Stored data
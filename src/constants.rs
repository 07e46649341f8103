//! Application-wide constants
//!
//! Constants are grouped by the renderer or helper that uses them.

// =============================================================================
// CONFIGURATION DEFAULTS
// =============================================================================

/// Default strftime format for absolute times
pub const DEFAULT_TIME_FORMAT: &str = "%H:%M";

/// Default penalty minutes per rejected submission
pub const DEFAULT_PENALTY_TIME_MINUTES: i64 = 20;

/// Default log filter for the CLI
pub const DEFAULT_RUST_LOG: &str = "hermes=info";

/// Default column width used by `wrap_unquoted`
pub const DEFAULT_WRAP_WIDTH: usize = 75;

// =============================================================================
// INTERACTIVE LOG
// =============================================================================

/// Direction byte marking a validator-authored frame
pub const VALIDATOR_DIRECTION: u8 = b'>';

/// Bytes between the direction marker and the payload
pub const FRAME_SEPARATOR_LEN: usize = 2;

/// Bytes after the payload that close a frame
pub const FRAME_TERMINATOR_LEN: usize = 1;

/// Glyph shown in place of a newline inside a payload cell
pub const LINE_BREAK_GLYPH: &str = "\u{21B5}<br/>";

// =============================================================================
// RUN DIFF
// =============================================================================

/// Lines of context shown around the first and last mismatch
pub const DEFAULT_DIFF_CONTEXT_LINES: usize = 5;

/// Maximum tokens per line fed into the LCS alignment
pub const LCS_TOKEN_CUTOFF: usize = 100;

/// Notice appended to lines whose tokens exceed the cutoff
pub const CUT_OFF_NOTICE: &str = "[cut off rest of line...]";

/// Marker rendered where an end-of-line difference occurs
pub const END_OF_LINE_MARKER: &str = "$";

/// Header prefix of a judge-produced diff report
pub const JUDGE_DIFF_HEADER: &str = "### DIFFERENCES FROM LINE ";

// =============================================================================
// VIEW HELPERS
// =============================================================================

/// Lines of a description shown before it collapses
pub const DESCRIPTION_COLLAPSED_LINES: usize = 3;

/// Units used by `print_size`
pub const SIZE_UNITS: &[&str] = &["B", "KB", "MB", "GB"];

/// Judging result string for accepted runs
pub const RESULT_CORRECT: &str = "correct";

/// Host status strings reported by judgehosts and teams
pub mod statuses {
    pub const NO_CONNECTION: &str = "noconn";
    pub const CRITICAL: &str = "crit";
    pub const WARNING: &str = "warn";
    pub const OK: &str = "ok";
}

Required work
Beginning at the line above that contains "the LCS alignment", return each line exactly through the line that contains "Units used by", and no others.

Result below
/// Maximum tokens per line fed into the LCS alignment
pub const LCS_TOKEN_CUTOFF: usize = 100;

/// Notice appended to lines whose tokens exceed the cutoff
pub const CUT_OFF_NOTICE: &str = "[cut off rest of line...]";

/// Marker rendered where an end-of-line difference occurs
pub const END_OF_LINE_MARKER: &str = "$";

/// Header prefix of a judge-produced diff report
pub const JUDGE_DIFF_HEADER: &str = "### DIFFERENCES FROM LINE ";

// =============================================================================
// VIEW HELPERS
// =============================================================================

/// Lines of a description shown before it collapses
pub const DESCRIPTION_COLLAPSED_LINES: usize = 3;

/// Units used by `print_size`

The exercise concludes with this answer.